_TASK TO CARRY OUT_
The answer should be an exact copy of the data.

(ENTRIES SUPPLIED begins)

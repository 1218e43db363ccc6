//! Cart API driven through the full storefront router.

#![allow(clippy::unwrap_used, clippy::indexing_slicing)]

use axum::{
    body::{Body, to_bytes},
    http::{Request, StatusCode, header},
};
use serde_json::{Value, json};
use tower::ServiceExt;

use tjs_integration_tests::file_backed_state;
use tjs_storefront::state::AppState;

async fn send(state: &AppState, method: &str, uri: &str, body: Option<Value>) -> (StatusCode, Value) {
    let mut request = Request::builder().method(method).uri(uri);
    let body = match body {
        Some(json) => {
            request = request.header(header::CONTENT_TYPE, "application/json");
            Body::from(json.to_string())
        }
        None => Body::empty(),
    };
    let response = tjs_storefront::app(state.clone())
        .oneshot(request.body(body).unwrap())
        .await
        .unwrap();
    let status = response.status();
    let bytes = to_bytes(response.into_body(), usize::MAX).await.unwrap();
    let value = serde_json::from_slice(&bytes).unwrap_or(Value::Null);
    (status, value)
}

#[tokio::test]
async fn test_product_and_bundle_with_same_id_are_separate_lines() {
    let dir = tempfile::tempdir().unwrap();
    let state = file_backed_state(dir.path());

    let wrap = json!({
        "id": "p1", "kind": "product", "name": "Cold Therapy Wrap", "price": "10.00"
    });
    send(&state, "POST", "/cart/add", Some(wrap.clone())).await;
    send(&state, "POST", "/cart/add", Some(wrap)).await;
    let (status, count) = send(
        &state,
        "POST",
        "/cart/add",
        Some(json!({
            "id": "p1", "kind": "product", "name": "Cold Therapy Wrap",
            "price": "10.00", "quantity": 1
        })),
    )
    .await;
    assert_eq!(status, StatusCode::OK);
    assert_eq!(count["count"], 3);

    let (_, count) = send(
        &state,
        "POST",
        "/cart/add",
        Some(json!({
            "id": "p1", "kind": "bundle", "name": "Knee Recovery Kit", "price": "50.00"
        })),
    )
    .await;
    assert_eq!(count["count"], 4);

    let (_, cart) = send(&state, "GET", "/cart", None).await;
    assert_eq!(cart["items"].as_array().unwrap().len(), 2);
    assert_eq!(cart["subtotal"], "$80.00");
    assert_eq!(cart["ships_free"], true);
    assert_eq!(cart["tax"], "$6.40");
    assert_eq!(cart["total"], "$86.40");

    let (_, cart) = send(
        &state,
        "POST",
        "/cart/update",
        Some(json!({ "id": "p1", "kind": "bundle", "quantity": 0 })),
    )
    .await;
    assert_eq!(cart["item_count"], 3);
    assert_eq!(cart["subtotal"], "$30.00");
    assert_eq!(cart["shipping"], "$9.99");
    assert_eq!(cart["free_shipping_remaining"], "$45.00");
    assert_eq!(cart["items"][0]["kind"], "product");
}

#[tokio::test]
async fn test_cart_is_restored_by_a_new_server() {
    let dir = tempfile::tempdir().unwrap();
    {
        let state = file_backed_state(dir.path());
        send(
            &state,
            "POST",
            "/cart/add",
            Some(json!({
                "id": "k7", "kind": "bundle", "name": "Shoulder Recovery Kit",
                "price": "129.00", "quantity": 2
            })),
        )
        .await;
        state.cart().flush().await;
    }

    let state = file_backed_state(dir.path());
    let (_, count) = send(&state, "GET", "/cart/count", None).await;
    assert_eq!(count["count"], 2);

    let (_, cart) = send(&state, "POST", "/cart/clear", None).await;
    assert_eq!(cart["is_empty"], true);
    state.cart().flush().await;

    let state = file_backed_state(dir.path());
    let (_, count) = send(&state, "GET", "/cart/count", None).await;
    assert_eq!(count["count"], 0);
}

#[tokio::test]
async fn test_remove_only_touches_matching_kind() {
    let dir = tempfile::tempdir().unwrap();
    let state = file_backed_state(dir.path());
    for kind in ["product", "bundle"] {
        send(
            &state,
            "POST",
            "/cart/add",
            Some(json!({ "id": "p1", "kind": kind, "name": "Item", "price": "5.00" })),
        )
        .await;
    }

    let (status, cart) = send(
        &state,
        "POST",
        "/cart/remove",
        Some(json!({ "id": "p1", "kind": "product" })),
    )
    .await;
    assert_eq!(status, StatusCode::OK);
    assert_eq!(cart["items"].as_array().unwrap().len(), 1);
    assert_eq!(cart["items"][0]["kind"], "bundle");
}

#[tokio::test]
async fn test_readiness_reports_corrupt_storage() {
    let dir = tempfile::tempdir().unwrap();
    let state = file_backed_state(dir.path());
    let (status, _) = send(&state, "GET", "/health/ready", None).await;
    assert_eq!(status, StatusCode::OK);

    let path = dir.path().join("tjs-cart-storage.json");
    std::fs::write(&path, "garbage").unwrap();
    let (status, _) = send(&state, "GET", "/health/ready", None).await;
    assert_eq!(status, StatusCode::INTERNAL_SERVER_ERROR);
}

(ENTRIES SUPPLIED ends)

_PROBLEM SOLUTION_
repository 1218e43db363ccc6
//! Cart API driven through the full storefront router.

#![allow(clippy::unwrap_used, clippy::indexing_slicing)]

use axum::{
    body::{Body, to_bytes},
    http::{Request, StatusCode, header},
};
use serde_json::{Value, json};
use tower::ServiceExt;

use tjs_integration_tests::file_backed_state;
use tjs_storefront::state::AppState;

async fn send(state: &AppState, method: &str, uri: &str, body: Option<Value>) -> (StatusCode, Value) {
    let mut request = Request::builder().method(method).uri(uri);
    let body = match body {
        Some(json) => {
            request = request.header(header::CONTENT_TYPE, "application/json");
            Body::from(json.to_string())
        }
        None => Body::empty(),
    };
    let response = tjs_storefront::app(state.clone())
        .oneshot(request.body(body).unwrap())
        .await
        .unwrap();
    let status = response.status();
    let bytes = to_bytes(response.into_body(), usize::MAX).await.unwrap();
    let value = serde_json::from_slice(&bytes).unwrap_or(Value::Null);
    (status, value)
}

#[tokio::test]
async fn test_product_and_bundle_with_same_id_are_separate_lines() {
    let dir = tempfile::tempdir().unwrap();
    let state = file_backed_state(dir.path());

    let wrap = json!({
        "id": "p1", "kind": "product", "name": "Cold Therapy Wrap", "price": "10.00"
    });
    send(&state, "POST", "/cart/add", Some(wrap.clone())).await;
    send(&state, "POST", "/cart/add", Some(wrap)).await;
    let (status, count) = send(
        &state,
        "POST",
        "/cart/add",
        Some(json!({
            "id": "p1", "kind": "product", "name": "Cold Therapy Wrap",
            "price": "10.00", "quantity": 1
        })),
    )
    .await;
    assert_eq!(status, StatusCode::OK);
    assert_eq!(count["count"], 3);

    let (_, count) = send(
        &state,
        "POST",
        "/cart/add",
        Some(json!({
            "id": "p1", "kind": "bundle", "name": "Knee Recovery Kit", "price": "50.00"
        })),
    )
    .await;
    assert_eq!(count["count"], 4);

    let (_, cart) = send(&state, "GET", "/cart", None).await;
    assert_eq!(cart["items"].as_array().unwrap().len(), 2);
    assert_eq!(cart["subtotal"], "$80.00");
    assert_eq!(cart["ships_free"], true);
    assert_eq!(cart["tax"], "$6.40");
    assert_eq!(cart["total"], "$86.40");

    let (_, cart) = send(
        &state,
        "POST",
        "/cart/update",
        Some(json!({ "id": "p1", "kind": "bundle", "quantity": 0 })),
    )
    .await;
    assert_eq!(cart["item_count"], 3);
    assert_eq!(cart["subtotal"], "$30.00");
    assert_eq!(cart["shipping"], "$9.99");
    assert_eq!(cart["free_shipping_remaining"], "$45.00");
    assert_eq!(cart["items"][0]["kind"], "product");
}

#[tokio::test]
async fn test_cart_is_restored_by_a_new_server() {
    let dir = tempfile::tempdir().unwrap();
    {
        let state = file_backed_state(dir.path());
        send(
            &state,
            "POST",
            "/cart/add",
            Some(json!({
                "id": "k7", "kind": "bundle", "name": "Shoulder Recovery Kit",
                "price": "129.00", "quantity": 2
            })),
        )
        .await;
        state.cart().flush().await;
    }

    let state = file_backed_state(dir.path());
    let (_, count) = send(&state, "GET", "/cart/count", None).await;
    assert_eq!(count["count"], 2);

    let (_, cart) = send(&state, "POST", "/cart/clear", None).await;
    assert_eq!(cart["is_empty"], true);
    state.cart().flush().await;

    let state = file_backed_state(dir.path());
    let (_, count) = send(&state, "GET", "/cart/count", None).await;
    assert_eq!(count["count"], 0);
}

#[tokio::test]
async fn test_remove_only_touches_matching_kind() {
    let dir = tempfile::tempdir().unwrap();
    let state = file_backed_state(dir.path());
    for kind in ["product", "bundle"] {
        send(
            &state,
            "POST",
            "/cart/add",
            Some(json!({ "id": "p1", "kind": kind, "name": "Item", "price": "5.00" })),
        )
        .await;
    }

    let (status, cart) = send(
        &state,
        "POST",
        "/cart/remove",
        Some(json!({ "id": "p1", "kind": "product" })),
    )
    .await;
    assert_eq!(status, StatusCode::OK);
    assert_eq!(cart["items"].as_array().unwrap().len(), 1);
    assert_eq!(cart["items"][0]["kind"], "bundle");
}

#[tokio::test]
async fn test_readiness_reports_corrupt_storage() {
    let dir = tempfile::tempdir().unwrap();
    let state = file_backed_state(dir.path());
    let (status, _) = send(&state, "GET", "/health/ready", None).await;
    assert_eq!(status, StatusCode::OK);

    let path = dir.path().join("tjs-cart-storage.json");
    std::fs::write(&path, "garbage").unwrap();
    let (status, _) = send(&state, "GET", "/health/ready", None).await;
    assert_eq!(status, StatusCode::INTERNAL_SERVER_ERROR);
}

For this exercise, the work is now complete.